Synthesis of heterogeneous metal organic Framework-Graphene oxide nanocomposite membranes for water treatment

Abstract

Textile wastewater is one of the most challenging streams for wastewater treatment as it is heavily contaminated with solid pollutants such as dyes. Nanofiltration (NF) membranes are a promising method to protect water resources by removing dyes and other organic contaminants from wastewater. In this study, novel NF membranes composed of a thin layer of graphene oxide (GO) and Zn-based metal–organic framework (ZIF-7) nanocomposites deposited on chitosan (CTS)-coated polyethersulfone (PES) substrate were fabricated to remove DIRECT RED 16 (DR16) dyes and humic acid from synthetic wastewater.

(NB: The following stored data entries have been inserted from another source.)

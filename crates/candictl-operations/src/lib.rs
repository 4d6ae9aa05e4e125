//! Cluster lifecycle drivers
//!
//! Bootstrap builds a cluster from nothing, converge reconciles a running one
//! with its configuration, destroy takes it apart and check reports the drift
//! without touching anything. Each driver composes IaC pipelines, the SSH
//! transport and the Kubernetes state store.

#![deny(missing_docs)]

pub mod abort;
pub mod bashible;
pub mod bootstrap;
pub mod check;
pub mod converge;
pub mod destroy;
pub mod exporter;
pub mod nodes;
pub mod session;

#[cfg(test)]
pub(crate) mod testing;

pub use abort::{abort_bootstrap, nodes_from_cache, InfraDestroyer};
pub use bootstrap::{BootstrapOptions, Bootstrapper};
pub use candictl_common::{Error, Result};
pub use check::{check_state, InfraChecker, OutputFormat, Statistics, TerraformInfraChecker};
pub use converge::{Converger, NodeGroupController, NodeOperator};
pub use destroy::{ClusterDestroyer, DestroyOptions};
pub use exporter::{run_exporter, ClusterStatisticsSource, ExporterConfig};
pub use nodes::TerraformNodeOperator;
pub use session::{cluster_meta_config, KubeAccess, KubeSession};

The membrane structure was characterized using a variety of characterization methods such as SEM, XPS, FTIR, AFM, EDX, and water contact angle measurements. Introducing the GO-ZIF-7 nanocomposite layer improved the surface hydrophilicity of membranes by decreasing the contact angle from 84.9 % to 64.5 % for CTS-coated and 5GO-ZIF-7 modified membranes, respectively. This resulted in a greater dye removal rate for the modified membrane (∼94 %) compared to the original CTS-coated membrane (∼84 %). However, the pure water flux was reduced by 11.4 % due to the introduction of additional resistance layers. Furthermore, the addition of GO-ZIF-7 enhanced the antifouling and anti-biofouling characteristics of modified membranes against various organic and biological foulants, such as sodium alginate and Escherichia coli (E.coli). Overall, the fabricated membrane showed great dye filtration, antifouling, and anti-biofouling performances, by introducing high hydrophilicity, biocidal activities, and a negative surface charge to the membrane surface.